Starting a New Project

Starting a New Project

You have an idea. You want to build something. AIWG runs a structured intake conversation, generates the foundation documents your project needs, then assigns AI agents to carry the work forward.

This is the full setup — requirements, architecture, test strategy, security baseline — generated from a single conversation.


Step 1 — Install

npm install -g aiwg

Or use the Claude Code plugin:

/plugin marketplace add jmagly/ai-writing-guide
/plugin install sdlc@aiwg

Step 2 — Create your project folder

mkdir my-project && cd my-project
git init

Step 3 — Deploy the SDLC framework

aiwg use sdlc

This installs agents, commands, and rules into `.claude/`. One-time per project.


Step 4 — Open in Claude Code and start intake

claude .

Then tell it what you're building:

I want to build a REST API for a task management app. Users can create tasks,
assign them to teammates, and get notifications when tasks are due.

Or use the explicit intake command:

/intake-wizard "task management API with team assignments and notifications"

The AI will ask clarifying questions, then generate:

  • Intake form — problem statement, users, goals, constraints
  • Use cases — what the system does, who it does it for
  • Architecture sketch — components, tech stack recommendations
  • Risk register — what could go wrong early

These go into `.aiwg/` in your project.
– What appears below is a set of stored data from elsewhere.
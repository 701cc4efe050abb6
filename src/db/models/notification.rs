use chrono::NaiveDateTime;
use serde::{Deserialize, Serialize};
use sqlx::FromRow;

/// A user-facing alert. `updated_at >= created_at` always holds; the only
/// mutation after insert is flipping `is_read` to true.
#[derive(Debug, Clone, FromRow, Serialize, Deserialize)]
pub struct Notification {
    pub id: String,
    pub user_id: String,
    /// Goal or workout this alert is about.
    pub related_id: Option<String>,
    pub kind: String,
    #[serde(skip_serializing)]
    pub dedup_bucket: Option<String>,
    pub message: String,
    pub is_read: bool,
    pub created_at: NaiveDateTime,
    pub updated_at: NaiveDateTime,
}

/// What an alert is about. Part of the cooldown key.
#[derive(Debug, Clone, Copy, PartialEq, Eq, Hash)]
pub enum AlertKind {
    GoalCompleted,
    GoalNearCompletion,
    GoalOverdue,
    WorkoutScheduled,
    WorkoutUpdated,
    WorkoutTomorrow,
    WorkoutStartingSoon,
}

impl AlertKind {
    pub fn as_str(&self) -> &'static str {
        match self {
            AlertKind::GoalCompleted => "goal_completed",
            AlertKind::GoalNearCompletion => "goal_near_completion",
            AlertKind::GoalOverdue => "goal_overdue",
            AlertKind::WorkoutScheduled => "workout_scheduled",
            AlertKind::WorkoutUpdated => "workout_updated",
            AlertKind::WorkoutTomorrow => "workout_tomorrow",
            AlertKind::WorkoutStartingSoon => "workout_same_day",
        }
    }
}

/// Identity of an alert for cooldown purposes.
///
/// Two alerts with equal keys inside the cooldown window are the same alert.
/// `None` fields compare equal to `None`. `bucket` carries whatever should
/// make an otherwise identical alert count as new (e.g. a rescheduled start time).
#[derive(Debug, Clone, PartialEq, Eq, Hash)]
pub struct AlertKey {
    pub user_id: String,
    pub related_id: Option<String>,
    pub kind: AlertKind,
    pub bucket: Option<String>,
}

impl AlertKey {
    pub fn new(user_id: impl Into<String>, related_id: Option<&str>, kind: AlertKind) -> Self {
        Self {
            user_id: user_id.into(),
            related_id: related_id.map(str::to_string),
            kind,
            bucket: None,
        }
    }

    pub fn with_bucket(mut self, bucket: impl Into<String>) -> Self {
        self.bucket = Some(bucket.into());
        self
    }
}

/// Filter for listing a user's notifications.
#[derive(Debug, Clone)]
pub struct NotificationFilter {
    pub is_read: Option<bool>,
    pub limit: i64,
    pub offset: i64,
}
You can read them, edit them, and they guide everything that comes next.


Step 5 — Start building

Once intake is complete, the AI knows your project. You can now use natural language to drive development:

Create the user model based on the requirements
Write unit tests for the task assignment feature
Run a security review on the authentication flow
What phase are we in and what's next?

The AI will answer in context — it knows your architecture, your requirements, and what decisions have already been made.


What the `.aiwg/` folder contains

Everything generated during the project lives here:

.aiwg/
├── intake/         ← Your project definition
├── requirements/   ← Use cases and user stories
├── architecture/   ← Architecture decisions (ADRs)
├── testing/        ← Test strategy and plans
├── security/       ← Threat model
├── planning/       ← Phase plans, iteration notes
└── reports/        ← Status and audit reports

You can commit this folder. It becomes part of your project history. New team members can read it to understand the project, and new AI sessions can load it to pick up context.


Moving through phases

AIWG uses a structured lifecycle: Inception → Elaboration → Construction → Transition.

To move between phases, just say so:

Let's move to elaboration
Transition to construction — we're done with design

The AI will run a gate check, verify what needs to be done, and orchestrate the transition.


If you already have some code

Run `/intake-from-codebase` instead of `/intake-wizard` — it scans what you have and fills in the intake from the code rather than asking you from scratch. See Existing Project.